Project Description: This study proposes a comprehensive and systematic examination of disparities in reproductive health service access across multiple vulnerable populations. The objective of this project is to examine whether disparities in access to family planning and other reproductive health services exist for vulnerable groups of women and men, specifically non-Hispanic black and Hispanic, relative to non-Hispanic white; poor (less than 100% of federal poverty level [FPL]) and near-poor or low income (100%-199% of FPL), relative to non-poor (less than 200% of FPL); teens (aged 15-19) and young adults (aged 20-24), relative to older adults (aged 25-44); and residents of non-metropolitan counties and metropolitan suburban counties, relative to residents of metropolitan urban counties. Data from the 1995 (women) and 2002 (women and men) National Survey of Family Growth (NSFG), will be used to analyze whether group differences exist in service utilization, quality, and contraceptive use and to assess the role of Title X clinics in reducing differences. The lOM's 1993 Model of Access to Personal Health Care Services, adapted to reproductive health care, will guide the study.

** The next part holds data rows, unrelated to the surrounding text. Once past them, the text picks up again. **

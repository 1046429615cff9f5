//! Report type definitions.

use crate::diff::DeckDiff;
use crate::layout::PagePlan;
use crate::model::Deck;
use clap::ValueEnum;
use schemars::JsonSchema;
use serde::{Deserialize, Serialize};

/// Output format for reports
#[derive(Debug, Clone, Copy, Default, PartialEq, Eq, ValueEnum, Serialize, Deserialize, JsonSchema)]
#[serde(rename_all = "kebab-case")]
pub enum ReportFormat {
    /// Auto-detect: side-by-side if TTY, summary otherwise
    #[default]
    Auto,
    /// One line per changed slide
    Summary,
    /// Structured JSON output
    Json,
    /// Side-by-side terminal pages with colored bars
    #[value(alias = "sidebyside")]
    SideBySide,
    /// Standalone HTML document
    Html,
}

impl std::fmt::Display for ReportFormat {
    fn fmt(&self, f: &mut std::fmt::Formatter<'_>) -> std::fmt::Result {
        match self {
            Self::Auto => write!(f, "auto"),
            Self::Summary => write!(f, "summary"),
            Self::Json => write!(f, "json"),
            Self::SideBySide => write!(f, "side-by-side"),
            Self::Html => write!(f, "html"),
        }
    }
}

/// Configuration for report generation
#[derive(Debug, Clone, Serialize, Deserialize)]
pub struct ReportConfig {
    /// Title for the report
    pub title: Option<String>,
    /// Additional metadata to include
    pub metadata: ReportMetadata,
}

impl Default for ReportConfig {
    fn default() -> Self {
        Self {
            title: None,
            metadata: ReportMetadata::new(),
        }
    }
}

impl ReportConfig {
    #[must_use]
    pub fn with_title(mut self, title: impl Into<String>) -> Self {
        self.title = Some(title.into());
        self
    }

    /// Title to show, falling back to `source vs target`.
    #[must_use]
    pub fn title_for(&self, report: &ComparisonReport<'_>) -> String {
        self.title.clone().unwrap_or_else(|| {
            format!("{} vs {}", report.source.name(), report.target.name())
        })
    }
}

/// Metadata included in reports
#[derive(Debug, Clone, Default, Serialize, Deserialize)]
pub struct ReportMetadata {
    /// Source input path or label
    pub source_path: Option<String>,
    /// Target input path or label
    pub target_path: Option<String>,
    /// Tool version
    pub tool_version: String,
}

impl ReportMetadata {
    #[must_use]
    pub fn new() -> Self {
        Self {
            tool_version: env!("CARGO_PKG_VERSION").to_string(),
            ..Default::default()
        }
    }
}

/// Everything a reporter needs for one comparison.
#[derive(Debug, Clone, Copy)]
pub struct ComparisonReport<'a> {
    pub source: &'a Deck,
    pub target: &'a Deck,
    pub diff: &'a DeckDiff,
    /// Pages in render order; reporters keep this order
    pub pages: &'a [PagePlan],
}
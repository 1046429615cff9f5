//! Property-based tests for alignment, classification and layout.
//!
//! Decks are drawn from a small alphabet so that shared, repeated and
//! reordered slides are all common.

use deck_diff::{
    AlignmentEngine, BarColor, Deck, DeckDiff, LayoutConfig, LayoutPlanner, SlideLabel, SlideToken,
};
use proptest::prelude::*;
use std::collections::HashSet;

fn deck(name: &str, symbols: &[u8]) -> Deck {
    Deck::from_tokens(name, symbols.iter().map(|s| SlideToken::of_content(&[*s])))
}

fn symbols(max_len: usize) -> impl Strategy<Value = Vec<u8>> {
    prop::collection::vec(0u8..6, 0..max_len)
}

fn distinct_symbols(max_len: usize) -> impl Strategy<Value = Vec<u8>> {
    prop::collection::hash_set(0u8..40, 0..max_len)
        .prop_map(|set| set.into_iter().collect::<Vec<_>>())
        .prop_shuffle()
}

proptest! {
    #![proptest_config(ProptestConfig::with_cases(500))]

    #[test]
    fn pairing_covers_every_slide_once(a in symbols(14), b in symbols(14)) {
        let (source, target) = (deck("s", &a), deck("t", &b));
        let pairing = AlignmentEngine::new().align(&source, &target).unwrap();

        let mut seen_source = HashSet::new();
        let mut seen_target = HashSet::new();
        for entry in pairing.entries() {
            prop_assert!(entry.source().is_some() || entry.target().is_some());
            if let Some(s) = entry.source() {
                prop_assert!(seen_source.insert(s), "source {} paired twice", s);
            }
            if let Some(t) = entry.target() {
                prop_assert!(seen_target.insert(t), "target {} paired twice", t);
            }
        }
        prop_assert_eq!(seen_source.len(), a.len());
        prop_assert_eq!(seen_target.len(), b.len());
        prop_assert!(pairing.verify(&source, &target).is_ok());
    }

    #[test]
    fn matches_pair_equal_tokens(a in symbols(14), b in symbols(14)) {
        let diff = DeckDiff::compute(&deck("s", &a), &deck("t", &b)).unwrap();
        for slide in diff.slides.iter().filter(|c| c.label.is_match()) {
            let (s, t) = (slide.source.as_ref().unwrap(), slide.target.as_ref().unwrap());
            prop_assert_eq!(s.token, t.token);
        }
    }

    #[test]
    fn stable_slides_keep_relative_order(a in symbols(14), b in symbols(14)) {
        let diff = DeckDiff::compute(&deck("s", &a), &deck("t", &b)).unwrap();
        let targets: Vec<usize> = diff
            .with_label(SlideLabel::Stable)
            .map(|c| c.entry.target().unwrap())
            .collect();
        prop_assert!(targets.windows(2).all(|w| w[0] < w[1]), "{:?}", targets);
    }

    #[test]
    fn moved_counts_match_on_both_sides(a in symbols(14), b in symbols(14)) {
        let diff = DeckDiff::compute(&deck("s", &a), &deck("t", &b)).unwrap();
        let moved: Vec<_> = diff.with_label(SlideLabel::Moved).collect();
        let with_source = moved.iter().filter(|c| c.entry.source().is_some()).count();
        let with_target = moved.iter().filter(|c| c.entry.target().is_some()).count();
        prop_assert_eq!(with_source, with_target);
        prop_assert!(moved.iter().all(|c| c.displacement.is_some()));
    }

    #[test]
    fn summary_adds_up(a in symbols(14), b in symbols(14)) {
        let diff = DeckDiff::compute(&deck("s", &a), &deck("t", &b)).unwrap();
        let s = diff.summary;
        prop_assert_eq!(s.stable + s.moved + s.source_only, a.len());
        prop_assert_eq!(s.stable + s.moved + s.target_only, b.len());
    }

    #[test]
    fn comparing_a_deck_with_itself_is_all_matches(a in symbols(16)) {
        let d = deck("s", &a);
        let diff = DeckDiff::compute(&d, &d).unwrap();
        prop_assert_eq!(diff.summary.source_only, 0);
        prop_assert_eq!(diff.summary.target_only, 0);
        prop_assert_eq!(diff.summary.stable + diff.summary.moved, a.len());
    }

    #[test]
    fn distinct_deck_with_itself_is_all_stable(a in distinct_symbols(20)) {
        let d = deck("s", &a);
        let diff = DeckDiff::compute(&d, &d).unwrap();
        prop_assert_eq!(diff.summary.stable, a.len());
        prop_assert!(!diff.summary.has_changes());
    }

    #[test]
    fn suppression_leaves_no_plain_grey_pages(a in symbols(12), b in symbols(12), moved_pages in any::<bool>()) {
        let diff = DeckDiff::compute(&deck("s", &a), &deck("t", &b)).unwrap();
        let planner = LayoutPlanner::new(LayoutConfig {
            suppress_common_slides: true,
            show_moved_pages: moved_pages,
        });
        if let Ok(pages) = planner.plan(&diff.slides) {
            for page in &pages {
                prop_assert!(page.label != SlideLabel::Stable);
                if page.bar_color == BarColor::Grey {
                    prop_assert_eq!(page.label, SlideLabel::Moved);
                }
            }
        }
    }

    #[test]
    fn unsuppressed_plan_shows_every_entry(a in symbols(12), b in symbols(12), moved_pages in any::<bool>()) {
        let diff = DeckDiff::compute(&deck("s", &a), &deck("t", &b)).unwrap();
        let planner = LayoutPlanner::new(LayoutConfig {
            suppress_common_slides: false,
            show_moved_pages: moved_pages,
        });
        let pages = planner.plan(&diff.slides).unwrap();
        prop_assert_eq!(pages.len(), diff.slides.len());
        if !moved_pages {
            prop_assert!(pages.iter().all(|p| p.move_annotation.is_none()));
        }
    }

    #[test]
    fn bar_color_follows_label(a in symbols(12), b in symbols(12)) {
        let diff = DeckDiff::compute(&deck("s", &a), &deck("t", &b)).unwrap();
        let planner = LayoutPlanner::new(LayoutConfig {
            suppress_common_slides: false,
            show_moved_pages: true,
        });
        for page in planner.plan(&diff.slides).unwrap() {
            let expected = match page.label {
                SlideLabel::Stable | SlideLabel::Moved => BarColor::Grey,
                SlideLabel::SourceOnly => BarColor::Red,
                SlideLabel::TargetOnly => BarColor::Green,
            };
            prop_assert_eq!(page.bar_color, expected);
        }
    }
}
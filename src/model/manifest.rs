//! Hash manifests: the text hand-off between slide hashing and comparison.
//!
//! One slide per line in `sha256sum` layout:
//!
//! ```text
//! 9f86d081884c7d659a2feaa0c55ad015a3bf4f1b2b0b822cd15d6c15b0f00a08  slide_001.png
//! ```
//!
//! When every file name carries a `slide_<N>` number the deck is ordered by
//! that number, otherwise by line order.

use super::{Deck, Slide, SlideToken};
use crate::error::{DeckDiffError, ErrorContext, OptionContext, Result};
use regex::Regex;
use std::collections::HashSet;
use std::path::Path;
use std::sync::LazyLock;

static SLIDE_NUMBER: LazyLock<Regex> =
    LazyLock::new(|| Regex::new(r"(?i)^slide[_-]?(\d+)\.[a-z0-9]+$").expect("static regex"));

/// One parsed manifest line.
#[derive(Debug, Clone, PartialEq, Eq)]
pub struct ManifestEntry {
    pub token: SlideToken,
    pub file_name: String,
}

/// Extract the 1-based slide number from a `slide_NNN.ext` file name.
///
/// Names whose number does not fit a `usize` yield `None`; use
/// [`parse_slide_number`] where that must be an error.
#[must_use]
pub fn slide_number(file_name: &str) -> Option<usize> {
    parse_slide_number(file_name).ok().flatten()
}

/// Like [`slide_number`], but a `slide_<N>` name with an unparseable number
/// is a validation error rather than "unnumbered".
pub fn parse_slide_number(file_name: &str) -> Result<Option<usize>> {
    let Some(digits) = SLIDE_NUMBER.captures(file_name).and_then(|caps| caps.get(1)) else {
        return Ok(None);
    };
    digits
        .as_str()
        .parse()
        .map(Some)
        .map_err(|e| DeckDiffError::validation(format!("slide number in {file_name}: {e}")))
}

/// Image file name for a 1-based slide number.
#[must_use]
pub fn image_file_name(number: usize) -> String {
    format!("slide_{number:03}.png")
}

/// Sidecar hash file name for a 1-based slide number.
#[must_use]
pub fn sidecar_file_name(number: usize) -> String {
    format!("slide_{number:03}.sha256")
}

/// Render one manifest line (without trailing newline).
#[must_use]
pub fn format_manifest_line(token: &SlideToken, file_name: &str) -> String {
    format!("{token}  {file_name}")
}

/// Parse manifest text into entries in deck order.
pub fn parse_manifest(content: &str) -> Result<Vec<ManifestEntry>> {
    let mut entries = Vec::new();
    for (line_no, raw) in content.lines().enumerate() {
        let line = raw.trim();
        if line.is_empty() || line.starts_with('#') {
            continue;
        }
        let (hash, name) = line
            .split_once(char::is_whitespace)
            .with_context_none(|| format!("manifest line {}: expected '<hash>  <file>'", line_no + 1))?;
        // sha256sum marks binary mode with a leading '*'
        let name = name.trim().trim_start_matches('*');
        if name.is_empty() {
            return Err(DeckDiffError::validation(format!(
                "manifest line {}: missing file name",
                line_no + 1
            )));
        }
        let token = hash
            .parse::<SlideToken>()
            .with_context(|| format!("manifest line {}", line_no + 1))?;
        entries.push(ManifestEntry {
            token,
            file_name: name.to_string(),
        });
    }

    let numbers = entries
        .iter()
        .enumerate()
        .map(|(i, e)| parse_slide_number(&e.file_name).with_context(|| format!("manifest entry {}", i + 1)))
        .collect::<Result<Vec<_>>>()?;
    let numbers: Option<Vec<usize>> = numbers.into_iter().collect();
    if let Some(numbers) = numbers {
        let mut seen = HashSet::with_capacity(numbers.len());
        for number in &numbers {
            if !seen.insert(*number) {
                return Err(DeckDiffError::validation(format!(
                    "manifest lists slide {number} more than once"
                )));
            }
        }
        let mut keyed: Vec<(usize, ManifestEntry)> = numbers.into_iter().zip(entries).collect();
        keyed.sort_by_key(|(number, _)| *number);
        entries = keyed.into_iter().map(|(_, entry)| entry).collect();
    }

    Ok(entries)
}

/// Build a deck from manifest text.
///
/// When `image_dir` is given, each slide's image path is resolved against it.
pub fn deck_from_manifest(
    name: impl Into<String>,
    content: &str,
    image_dir: Option<&Path>,
) -> Result<Deck> {
    let slides = parse_manifest(content)?
        .into_iter()
        .enumerate()
        .map(|(index, entry)| {
            let slide = Slide::new(index, entry.token);
            match image_dir {
                Some(dir) => slide.with_image(dir.join(&entry.file_name)),
                None => slide,
            }
        })
        .collect();
    Deck::new(name, slides)
}
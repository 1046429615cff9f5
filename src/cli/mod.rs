//! CLI command handlers.
//!
//! This module provides testable command handlers that are invoked by main.rs.
//! Each handler implements the business logic for a specific CLI subcommand.

mod compare;
mod hash;
mod history;

pub use compare::run_compare;
pub use hash::run_hash;
pub use history::run_history;

// Re-export config types used by handlers
pub use crate::config::{CompareConfig, HashConfig, HistoryConfig};
//! Deck loading from any supported input.
//!
//! An input is a directory of slide images or sidecar hashes, a hash
//! manifest, or a presentation that is rendered and hashed first.

use crate::config::ConversionConfig;
use crate::convert::{SlideRasterizer, hash_images, read_sidecars, slide_files};
use crate::error::DeckDiffError;
use crate::model::{Deck, deck_from_manifest};
use anyhow::{Context, Result};
use std::path::{Path, PathBuf};
use tempfile::TempDir;

/// Extensions read as hash manifests.
const MANIFEST_EXTENSIONS: &[&str] = &["sha256", "txt", "manifest"];

/// What kind of input a path is.
#[derive(Debug, Clone, Copy, PartialEq, Eq)]
pub enum InputKind {
    /// Directory with `slide_NNN.sha256` sidecars or slide images
    Directory,
    /// `sha256sum`-style manifest file
    Manifest,
    /// Presentation or PDF to render
    Presentation,
}

impl InputKind {
    /// Classify `path`; presentations are whatever `rasterizer` supports.
    pub fn detect(path: &Path, rasterizer: &dyn SlideRasterizer) -> crate::error::Result<Self> {
        if path.is_dir() {
            return Ok(Self::Directory);
        }
        if !path.exists() {
            return Err(DeckDiffError::validation(format!(
                "Input not found: {}",
                path.display()
            )));
        }
        let ext = path
            .extension()
            .and_then(|e| e.to_str())
            .map(str::to_ascii_lowercase)
            .unwrap_or_default();
        if MANIFEST_EXTENSIONS.contains(&ext.as_str()) {
            Ok(Self::Manifest)
        } else if rasterizer.supports(path) {
            Ok(Self::Presentation)
        } else {
            Err(DeckDiffError::validation(format!(
                "Unsupported input {}: expected a directory, a manifest ({}) or one of: {}",
                path.display(),
                MANIFEST_EXTENSIONS.join(", "),
                rasterizer.supported_extensions().join(", ")
            )))
        }
    }
}

/// Where rendered slide images live for the duration of a run.
#[derive(Debug)]
pub enum WorkDir {
    /// Removed when dropped
    Temporary(TempDir),
    /// Left on disk
    Kept(PathBuf),
}

impl WorkDir {
    #[must_use]
    pub fn path(&self) -> &Path {
        match self {
            Self::Temporary(dir) => dir.path(),
            Self::Kept(path) => path,
        }
    }
}

/// A deck together with the directory backing its images, if any.
#[derive(Debug)]
pub struct LoadedDeck {
    pub deck: Deck,
    pub workdir: Option<WorkDir>,
}

/// Display name for a deck loaded from `path`.
#[must_use]
pub fn deck_name(path: &Path) -> String {
    path.file_stem()
        .or_else(|| path.file_name())
        .map_or_else(|| path.display().to_string(), |n| n.to_string_lossy().into_owned())
}

/// Load one deck.
///
/// `role` names the per-deck subdirectory under a configured work dir, so
/// source and target never share one.
pub fn load_deck(
    path: &Path,
    name: &str,
    role: &str,
    conversion: &ConversionConfig,
    rasterizer: &dyn SlideRasterizer,
    keep_images: bool,
) -> Result<LoadedDeck> {
    let kind = InputKind::detect(path, rasterizer)?;
    tracing::debug!("loading {} as {kind:?}", path.display());

    let (deck, workdir) = match kind {
        InputKind::Directory => (load_directory(path, name)?, None),
        InputKind::Manifest => {
            let content = std::fs::read_to_string(path)
                .with_context(|| format!("Failed to read manifest: {}", path.display()))?;
            let image_dir = path.parent().unwrap_or(Path::new("."));
            let deck = deck_from_manifest(name, &content, Some(image_dir))
                .with_context(|| format!("Failed to parse manifest: {}", path.display()))?;
            (deck, None)
        }
        InputKind::Presentation => {
            let workdir = make_workdir(role, conversion, keep_images)?;
            let images = rasterizer
                .rasterize(path, workdir.path())
                .with_context(|| format!("Failed to render {}", path.display()))?;
            let deck = hash_images(name, &images)
                .with_context(|| format!("Failed to hash slides of {}", path.display()))?;
            if let WorkDir::Kept(dir) = &workdir {
                tracing::info!("Slide images for {name} kept in {}", dir.display());
            }
            (deck, Some(workdir))
        }
    };

    tracing::info!("Loaded {} slides from {}", deck.len(), path.display());
    Ok(LoadedDeck { deck, workdir })
}

fn load_directory(dir: &Path, name: &str) -> Result<Deck> {
    if let Some(deck) = read_sidecars(name, dir)
        .with_context(|| format!("Failed to read sidecar hashes in {}", dir.display()))?
    {
        return Ok(deck);
    }

    let images = slide_files(dir, "png")?;
    if images.is_empty() {
        anyhow::bail!(DeckDiffError::validation(format!(
            "No slide_NNN.sha256 sidecars or .png images in {}",
            dir.display()
        )));
    }
    hash_images(name, &images).with_context(|| format!("Failed to hash images in {}", dir.display()))
}

fn make_workdir(role: &str, conversion: &ConversionConfig, keep_images: bool) -> Result<WorkDir> {
    if let Some(base) = &conversion.work_dir {
        let dir = base.join(role);
        std::fs::create_dir_all(&dir)
            .with_context(|| format!("Failed to create work directory {}", dir.display()))?;
        return Ok(WorkDir::Kept(dir));
    }

    let temp = tempfile::Builder::new()
        .prefix(&format!("deck-diff-{role}-"))
        .tempdir()
        .context("Failed to create temporary directory")?;
    if keep_images {
        Ok(WorkDir::Kept(temp.keep()))
    } else {
        Ok(WorkDir::Temporary(temp))
    }
}
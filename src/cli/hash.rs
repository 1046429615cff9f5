//! Hash command handler.
//!
//! Implements the `hash` subcommand: renders a presentation once, writes
//! `slide_NNN.sha256` sidecars next to the images and prints the manifest.
//! The output directory can then be compared without rendering again.

use crate::config::HashConfig;
use crate::convert::{OfficeRasterizer, SlideRasterizer, hash_images, manifest_text, write_sidecars};
use crate::pipeline::{InputKind, OutputTarget, deck_name, exit_codes, load_deck, write_output};
use anyhow::{Context, Result};
use std::path::{Path, PathBuf};

/// Run the hash command, returning the desired exit code.
#[allow(clippy::needless_pass_by_value)]
pub fn run_hash(config: HashConfig) -> Result<i32> {
    let rasterizer = OfficeRasterizer::new(config.conversion.options());
    let name = deck_name(&config.input);
    let kind = InputKind::detect(&config.input, &rasterizer)?;

    let (deck, out_dir) = if kind == InputKind::Presentation {
        let out_dir = config
            .out_dir
            .clone()
            .unwrap_or_else(|| default_out_dir(&config.input));
        std::fs::create_dir_all(&out_dir)
            .with_context(|| format!("Failed to create {}", out_dir.display()))?;
        let images = rasterizer
            .rasterize(&config.input, &out_dir)
            .with_context(|| format!("Failed to render {}", config.input.display()))?;
        (hash_images(&name, &images)?, out_dir)
    } else {
        let loaded = load_deck(&config.input, &name, "source", &config.conversion, &rasterizer, false)?;
        let out_dir = config.out_dir.clone().unwrap_or_else(|| match kind {
            InputKind::Directory => config.input.clone(),
            _ => default_out_dir(&config.input),
        });
        std::fs::create_dir_all(&out_dir)
            .with_context(|| format!("Failed to create {}", out_dir.display()))?;
        (loaded.deck, out_dir)
    };

    let written = write_sidecars(&deck, &out_dir)?;
    tracing::info!("Wrote {} sidecar hashes to {}", written.len(), out_dir.display());

    write_output(&manifest_text(&deck), &OutputTarget::Stdout, true)?;
    Ok(exit_codes::SUCCESS)
}

/// `<dir>/<stem>_slides` next to the input.
fn default_out_dir(input: &Path) -> PathBuf {
    let parent = input.parent().unwrap_or(Path::new("."));
    parent.join(format!("{}_slides", deck_name(input)))
}

#[cfg(test)]
mod tests {
    use super::*;
    use crate::config::ConversionConfig;
    use crate::convert::read_sidecars;
    use std::fs;

    #[test]
    fn test_default_out_dir() {
        assert_eq!(
            default_out_dir(Path::new("/talks/q3.pptx")),
            PathBuf::from("/talks/q3_slides")
        );
    }

    #[test]
    fn test_hash_image_directory_writes_sidecars_in_place() {
        let dir = tempfile::tempdir().unwrap();
        for (i, content) in ["one", "two"].iter().enumerate() {
            fs::write(dir.path().join(format!("slide_{:03}.png", i + 1)), content).unwrap();
        }
        let config = HashConfig {
            input: dir.path().to_path_buf(),
            out_dir: None,
            conversion: ConversionConfig::default(),
        };
        assert_eq!(run_hash(config).unwrap(), exit_codes::SUCCESS);

        let deck = read_sidecars("d", dir.path()).unwrap().unwrap();
        assert_eq!(deck.len(), 2);
    }

    #[test]
    fn test_unsupported_input_is_error() {
        let dir = tempfile::tempdir().unwrap();
        let input = dir.path().join("notes.docx");
        fs::write(&input, "x").unwrap();
        let config = HashConfig {
            input,
            out_dir: None,
            conversion: ConversionConfig::default(),
        };
        assert!(run_hash(config).is_err());
    }
}
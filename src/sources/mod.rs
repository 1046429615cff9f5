//! Retrieval of earlier versions of a presentation from version control.

mod git;

pub use git::{RetrievedRevision, repository_root, retrieve_revision};

use crate::error::{DeckDiffError, Result};
use std::fmt;

/// Which earlier version of a file to compare against.
#[derive(Debug, Clone, PartialEq, Eq)]
pub enum RevisionSpec {
    /// Any revision git understands (`HEAD`, `HEAD~2`, a tag, a hash)
    Commit(String),
    /// Head of a pending pull request, fetched from `remote`
    PullRequest { number: u64, remote: String },
}

impl RevisionSpec {
    #[must_use]
    pub fn head() -> Self {
        Self::Commit("HEAD".to_string())
    }

    /// Reject revisions and remotes git would parse as options.
    pub fn check(&self) -> Result<()> {
        let (what, value) = match self {
            Self::Commit(rev) => ("revision", rev.as_str()),
            Self::PullRequest { remote, .. } => ("remote", remote.as_str()),
        };
        if value.is_empty() || value.starts_with('-') {
            return Err(DeckDiffError::validation(format!("invalid {what}: '{value}'")));
        }
        Ok(())
    }
}

impl Default for RevisionSpec {
    fn default() -> Self {
        Self::head()
    }
}

impl fmt::Display for RevisionSpec {
    fn fmt(&self, f: &mut fmt::Formatter<'_>) -> fmt::Result {
        match self {
            Self::Commit(rev) => f.write_str(rev),
            Self::PullRequest { number, .. } => write!(f, "PR#{number}"),
        }
    }
}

Impact of Pack Supply on Contraceptive Continuation

Grantee Organization:
Columbia University Medical Center
630 West 168th Street
New York, NY 10032
Principal Investigator:
Katherine J. O'Connell, M.D., MPH
Project Period: 09/30/2006 - 09/29/2009

Project Description: The objective of this project is to determine whether providing an enhanced, seven-month supply of oral contraception (OC) versus the standard 3-month supply of OC results in less contraceptive discontinuation. It is believed that an extended initial supply of contraception requires fewer visits to obtain refills and may remove a common obstacle to method continuation. The proposed strategy is a randomized trial to compare two approaches to the initial supply of hormonal contraception in women aged 29 and under who receive family planning care at a publicly-funded clinic(n=750). The approaches are 1) a standard three-month supply of OC, versus 2) an enhanced seven-month supply of OC. Interviews will be conducted at a six-month follow-up to determine OC continuation rates and adverse events. The researchers believe that the approach of extending the initial supply of contraception has the potential to improve rates of OC, particularly among adolescents who are at the highest risk of early discontinuation, and by removing a obstacle to method continuation, would ultimately help to reduce the rate of unintended pregnancy.